### ACTION ITEM
The whole answer is the data below, retyped exactly.

### INFORMATION SUPPLIED

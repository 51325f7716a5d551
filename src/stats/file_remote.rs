//! File-backed remote stats store.
//!
//! Stores one JSON document per principal with:
//! - An exclusive lock file around every read-modify-write (atomic increments)
//! - Atomic writes via temp file + rename
//! - A sentinel file for reachability probes
//!
//! A missing root directory is reported as `RemoteError::Unavailable`, which is
//! how an unmounted or disconnected share shows up.

use super::remote::{RemoteError, RemoteStatsStore};
use super::types::{PrincipalId, RemoteStatsRecord, StatKind, TimestampUtc};
use crate::study_paths;
use async_trait::async_trait;
use fs2::FileExt;
use std::fs::{File, OpenOptions};
use std::io::ErrorKind;
use std::path::{Path, PathBuf};

const SENTINEL_FILE: &str = ".health";
const RECORD_FILE: &str = "stats.json";
const LOCK_FILE: &str = "stats.lock";

/// Remote store rooted at a directory.
#[derive(Debug, Clone)]
pub struct FileRemoteStore {
    root: PathBuf,
}

impl FileRemoteStore {
    pub fn new(root: PathBuf) -> Self {
        Self { root }
    }

    pub fn root(&self) -> &Path {
        &self.root
    }

    /// Directory holding a principal's document: `<root>/users/<key>/`
    pub fn principal_dir(&self, principal: &PrincipalId) -> PathBuf {
        self.root
            .join("users")
            .join(study_paths::principal_key(principal.as_str()))
    }

    fn ensure_root(&self) -> Result<(), RemoteError> {
        match std::fs::metadata(&self.root) {
            Ok(meta) if meta.is_dir() => Ok(()),
            Ok(_) => Err(RemoteError::unavailable(format!(
                "remote root is not a directory: {}",
                self.root.display()
            ))),
            Err(e) if e.kind() == ErrorKind::NotFound => Err(RemoteError::unavailable(format!(
                "remote root not reachable: {}",
                self.root.display()
            ))),
            Err(e) => Err(e.into()),
        }
    }

    /// Opens (creating if needed) the principal's lock file and takes an exclusive lock.
    fn lock_principal(&self, principal: &PrincipalId) -> Result<File, RemoteError> {
        let dir = self.principal_dir(principal);
        std::fs::create_dir_all(&dir)?;
        let lock = OpenOptions::new()
            .create(true)
            .truncate(false)
            .read(true)
            .write(true)
            .open(dir.join(LOCK_FILE))?;
        lock.lock_exclusive()?;
        Ok(lock)
    }
}

fn read_record(path: &Path) -> Result<Option<RemoteStatsRecord>, RemoteError> {
    let content = match std::fs::read_to_string(path) {
        Ok(c) => c,
        Err(e) if e.kind() == ErrorKind::NotFound => return Ok(None),
        Err(e) => return Err(e.into()),
    };
    let record: RemoteStatsRecord = serde_json::from_str(&content)?;
    Ok(Some(record))
}

fn write_record(path: &Path, record: &RemoteStatsRecord) -> Result<(), RemoteError> {
    let content = serde_json::to_string_pretty(record)
        .map_err(|e| RemoteError::other(e.to_string()))?;

    // Write to temp file, then rename for atomicity
    let tmp_path = path.with_extension("json.tmp");
    std::fs::write(&tmp_path, content)?;
    std::fs::rename(&tmp_path, path)?;
    Ok(())
}

#[async_trait]
impl RemoteStatsStore for FileRemoteStore {
    async fn fetch(
        &self,
        principal: &PrincipalId,
    ) -> Result<Option<RemoteStatsRecord>, RemoteError> {
        self.ensure_root()?;
        read_record(&self.principal_dir(principal).join(RECORD_FILE))
    }

    async fn create_if_absent(
        &self,
        principal: &PrincipalId,
    ) -> Result<RemoteStatsRecord, RemoteError> {
        self.ensure_root()?;
        let lock = self.lock_principal(principal)?;
        let path = self.principal_dir(principal).join(RECORD_FILE);

        let record = match read_record(&path)? {
            Some(existing) => existing,
            None => {
                let record = RemoteStatsRecord::provisioned(TimestampUtc::now());
                write_record(&path, &record)?;
                tracing::debug!("Provisioned stats document for {}", principal);
                record
            }
        };

        lock.unlock()?;
        Ok(record)
    }

    async fn increment(
        &self,
        principal: &PrincipalId,
        kind: StatKind,
        delta: i64,
    ) -> Result<(), RemoteError> {
        self.ensure_root()?;
        let lock = self.lock_principal(principal)?;
        let path = self.principal_dir(principal).join(RECORD_FILE);

        let mut record = read_record(&path)?.ok_or_else(|| RemoteError::NotFound {
            message: format!("no stats document for {}", principal),
        })?;
        record.increment(kind, delta, TimestampUtc::now());
        write_record(&path, &record)?;

        lock.unlock()?;
        Ok(())
    }

    async fn probe(&self) -> Result<(), RemoteError> {
        self.ensure_root()?;
        OpenOptions::new()
            .create(true)
            .truncate(false)
            .read(true)
            .write(true)
            .open(self.root.join(SENTINEL_FILE))?;
        Ok(())
    }
}

#[cfg(test)]
#[path = "tests/file_remote_tests.rs"]
mod tests;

### OUTPUT OF THE EXERCISE
repository 51325f7716a5d551
filename src/stats/file_remote.rs
//! File-backed remote stats store.
//!
//! Stores one JSON document per principal with:
//! - An exclusive lock file around every read-modify-write (atomic increments)
//! - Atomic writes via temp file + rename
//! - A sentinel file for reachability probes
//!
//! A missing root directory is reported as `RemoteError::Unavailable`, which is
//! how an unmounted or disconnected share shows up.

use super::remote::{RemoteError, RemoteStatsStore};
use super::types::{PrincipalId, RemoteStatsRecord, StatKind, TimestampUtc};
use crate::study_paths;
use async_trait::async_trait;
use fs2::FileExt;
use std::fs::{File, OpenOptions};
use std::io::ErrorKind;
use std::path::{Path, PathBuf};

const SENTINEL_FILE: &str = ".health";
const RECORD_FILE: &str = "stats.json";
const LOCK_FILE: &str = "stats.lock";

/// Remote store rooted at a directory.
#[derive(Debug, Clone)]
pub struct FileRemoteStore {
    root: PathBuf,
}

impl FileRemoteStore {
    pub fn new(root: PathBuf) -> Self {
        Self { root }
    }

    pub fn root(&self) -> &Path {
        &self.root
    }

    /// Directory holding a principal's document: `<root>/users/<key>/`
    pub fn principal_dir(&self, principal: &PrincipalId) -> PathBuf {
        self.root
            .join("users")
            .join(study_paths::principal_key(principal.as_str()))
    }

    fn ensure_root(&self) -> Result<(), RemoteError> {
        match std::fs::metadata(&self.root) {
            Ok(meta) if meta.is_dir() => Ok(()),
            Ok(_) => Err(RemoteError::unavailable(format!(
                "remote root is not a directory: {}",
                self.root.display()
            ))),
            Err(e) if e.kind() == ErrorKind::NotFound => Err(RemoteError::unavailable(format!(
                "remote root not reachable: {}",
                self.root.display()
            ))),
            Err(e) => Err(e.into()),
        }
    }

    /// Opens (creating if needed) the principal's lock file and takes an exclusive lock.
    fn lock_principal(&self, principal: &PrincipalId) -> Result<File, RemoteError> {
        let dir = self.principal_dir(principal);
        std::fs::create_dir_all(&dir)?;
        let lock = OpenOptions::new()
            .create(true)
            .truncate(false)
            .read(true)
            .write(true)
            .open(dir.join(LOCK_FILE))?;
        lock.lock_exclusive()?;
        Ok(lock)
    }
}

fn read_record(path: &Path) -> Result<Option<RemoteStatsRecord>, RemoteError> {
    let content = match std::fs::read_to_string(path) {
        Ok(c) => c,
        Err(e) if e.kind() == ErrorKind::NotFound => return Ok(None),
        Err(e) => return Err(e.into()),
    };
    let record: RemoteStatsRecord = serde_json::from_str(&content)?;
    Ok(Some(record))
}

fn write_record(path: &Path, record: &RemoteStatsRecord) -> Result<(), RemoteError> {
    let content = serde_json::to_string_pretty(record)
        .map_err(|e| RemoteError::other(e.to_string()))?;

    // Write to temp file, then rename for atomicity
    let tmp_path = path.with_extension("json.tmp");
    std::fs::write(&tmp_path, content)?;
    std::fs::rename(&tmp_path, path)?;
    Ok(())
}

#[async_trait]
impl RemoteStatsStore for FileRemoteStore {
    async fn fetch(
        &self,
        principal: &PrincipalId,
    ) -> Result<Option<RemoteStatsRecord>, RemoteError> {
        self.ensure_root()?;
        read_record(&self.principal_dir(principal).join(RECORD_FILE))
    }

    async fn create_if_absent(
        &self,
        principal: &PrincipalId,
    ) -> Result<RemoteStatsRecord, RemoteError> {
        self.ensure_root()?;
        let lock = self.lock_principal(principal)?;
        let path = self.principal_dir(principal).join(RECORD_FILE);

        let record = match read_record(&path)? {
            Some(existing) => existing,
            None => {
                let record = RemoteStatsRecord::provisioned(TimestampUtc::now());
                write_record(&path, &record)?;
                tracing::debug!("Provisioned stats document for {}", principal);
                record
            }
        };

        lock.unlock()?;
        Ok(record)
    }

    async fn increment(
        &self,
        principal: &PrincipalId,
        kind: StatKind,
        delta: i64,
    ) -> Result<(), RemoteError> {
        self.ensure_root()?;
        let lock = self.lock_principal(principal)?;
        let path = self.principal_dir(principal).join(RECORD_FILE);

        let mut record = read_record(&path)?.ok_or_else(|| RemoteError::NotFound {
            message: format!("no stats document for {}", principal),
        })?;
        record.increment(kind, delta, TimestampUtc::now());
        write_record(&path, &record)?;

        lock.unlock()?;
        Ok(())
    }

    async fn probe(&self) -> Result<(), RemoteError> {
        self.ensure_root()?;
        OpenOptions::new()
            .create(true)
            .truncate(false)
            .read(true)
            .write(true)
            .open(self.root.join(SENTINEL_FILE))?;
        Ok(())
    }
}

#[cfg(test)]
#[path = "tests/file_remote_tests.rs"]
mod tests;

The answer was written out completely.